Recife homenageou os cem anos do frevo. A imprensa deitou e rolou, saíram discos e livros, e na noite da terça-feira vi no Marco Zero uma orquestra com mais de 150 músicos tocando juntos, regidos por vários maestros, uns veteranos como Clóvis Pereira e Nunes, outros bem jovens como Dudinha. A data de nascimento do frevo é 9 de fevereiro de 1907, por ter sido esta a data em que se localizou a primeira referência à palavra “frevo” na imprensa.
No Nordeste é muito comum um casal ter um filho e só registrá-lo no cartório alguns anos depois. O registro é retroativo, e mesmo sendo feito hoje ele indica a data certa do nascimento. Infelizmente, não foi possível proceder assim no caso do frevo. Sabemos o dia em que a sociedade branca e urbana da capital pernambucana reconheceu oficialmente a existência daquela música. Não poderemos saber o dia em que ela surgiu, até porque não foi um dia específico, foi um processo que levou anos, décadas. Quando a imprensa de 1907, que decerto era muito mais conservadora e preconceituosa do que a de hoje, dignou-se a reconhecer a existência daquela folia, ela já devia estar rolando há vinte, trinta, quarenta anos.

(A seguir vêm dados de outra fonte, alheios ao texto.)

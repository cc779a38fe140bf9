use crate::envelope::Envelope;
use crate::error::{ChainError, NodeFailure};
use crate::node::{ChainNode, NodeQueues, QUEUE_CAPACITY};
use async_trait::async_trait;
use serde::de::DeserializeOwned;
use serde::Serialize;
use tokio::sync::mpsc;
use tokio_util::sync::CancellationToken;

/// One-to-many strategy: a concrete tool expanding one input batch into an
/// ordered, finite sequence of outputs.
///
/// The returned iterator is consumed exactly once; it is never restarted.
pub trait Generate: Send + Sync {
    type Input;
    type Output;

    /// Stable name, unique within one worker.
    fn name(&self) -> &str;

    fn expand(&self, inputs: Vec<Self::Input>) -> Box<dyn Iterator<Item = Self::Output> + Send>;
}

/// Executing node wrapping a [`Generate`] tool.
///
/// One delivery decodes to `Vec<Input>`; one output envelope is emitted per
/// produced element, in order, `terminal = false` except the last.
pub struct GeneratorNode<G: Generate> {
    tool: G,
    queues: NodeQueues,
}

impl<G: Generate> GeneratorNode<G> {
    pub fn new(tool: G) -> Self {
        Self::with_capacity(tool, QUEUE_CAPACITY)
    }

    pub fn with_capacity(tool: G, capacity: usize) -> Self {
        Self {
            tool,
            queues: NodeQueues::new(capacity),
        }
    }
}

impl<G> GeneratorNode<G>
where
    G: Generate,
    G::Input: DeserializeOwned,
    G::Output: Serialize,
{
    /// Handle one delivery. Returns false when the node task should stop.
    async fn handle(&self, envelope: Envelope, shutdown: &CancellationToken) -> bool {
        let inputs: Vec<G::Input> = match envelope.decode() {
            Ok(inputs) => inputs,
            Err(e) => {
                let failure = NodeFailure::new(self.tool.name(), ChainError::Decode(e));
                return self.queues.fail(failure, shutdown).await;
            }
        };

        let mut items = self.tool.expand(inputs);

        // An empty expansion must still emit one terminal signal, or the
        // pending count for the triggering delivery would leak.
        let Some(first) = items.next() else {
            return self.queues.emit(Envelope::marker(self.tool.name()), shutdown).await;
        };

        let mut current = first;
        loop {
            let next = items.next();
            let out = match Envelope::encode(self.tool.name(), next.is_none(), &current) {
                Ok(out) => out,
                Err(e) => {
                    // Abort the rest of the sequence; the error settles the
                    // triggering delivery.
                    let failure = NodeFailure::new(self.tool.name(), ChainError::Encode(e));
                    return self.queues.fail(failure, shutdown).await;
                }
            };
            if !self.queues.emit(out, shutdown).await {
                return false;
            }
            match next {
                Some(item) => current = item,
                None => return true,
            }
        }
    }
}

#[async_trait]
impl<G> ChainNode for GeneratorNode<G>
where
    G: Generate,
    G::Input: DeserializeOwned + Send,
    G::Output: Serialize + Send,
{
    fn name(&self) -> &str {
        self.tool.name()
    }

    fn input(&self) -> mpsc::Sender<Envelope> {
        self.queues.input()
    }

    fn take_output(&self) -> Option<mpsc::Receiver<Envelope>> {
        self.queues.take_output()
    }

    fn take_errors(&self) -> Option<mpsc::Receiver<NodeFailure>> {
        self.queues.take_errors()
    }

    async fn run(&self, shutdown: CancellationToken) {
        let Some(mut input) = self.queues.take_input() else {
            tracing::warn!(node = self.tool.name(), "node task already started");
            return;
        };
        loop {
            tokio::select! {
                _ = shutdown.cancelled() => return,
                delivery = input.recv() => match delivery {
                    None => return,
                    Some(envelope) => {
                        if !self.handle(envelope, &shutdown).await {
                            return;
                        }
                    }
                },
            }
        }
    }
}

Uma das muitas coisas bonitas que há no frevo é sua origem social. É um tipo de música que brotou no meio dos profissionais das classes populares, muitos deles negros, filhos de escravos ou de ex-escravos. José Ramos Tinhorão, num dos seus livros sobre a história social da MPB, fala da importância dos barbeiros como uma profissão de onde surgiram inúmeros músicos e agremiações musicais no século 19. No caso do frevo, isso ocorria a partir de clubes onde os profissionais se reuniam para tocar e dançar. O Clube dos Vassourinhas, ao que parece, era dos limpadores de ruas, os atuais garis; o Clube das Pás era dos carvoeiros, havia também os Lenhadores, e assim por diante. Claro que nem todos os clubes tinham este perfil de origem, mas nestas agremiações era possível garotos e rapazes aprenderem a ler uma partitura e tocar um instrumento. Cumpriram a função que as bandinhas municipais, as “sá zefinhas”, cumprem ainda hoje no imenso interior do Nordeste. O sujeito que sabe ler música e tocar um instrumento não fica sem trabalho num país como o nosso.
Os pernambucanos se orgulham do frevo, e têm todas as razões para isto. Existe nesse universo, além da música em si, uma bela história de sobrevivência social e afirmação pessoal. Talvez tenha sido esse entrelaçamento com associações profissionais que tenha garantido ao frevo uma solidez que o forró nunca teve. O forró pé-de-serra sempre foi uma atividade individual dos músicos, de pequenos grupos sobrevivendo por conta própria. Estão sendo aos poucos eliminados pelos gigantescos trios-elétricos do forró eletrônico, que já não são organizações de classe, e sim máquinas capitalistas. A gente sente orgulho e alegria vendo o estado atual do frevo, e imagina se para o forró pode ter uma salvação parecida.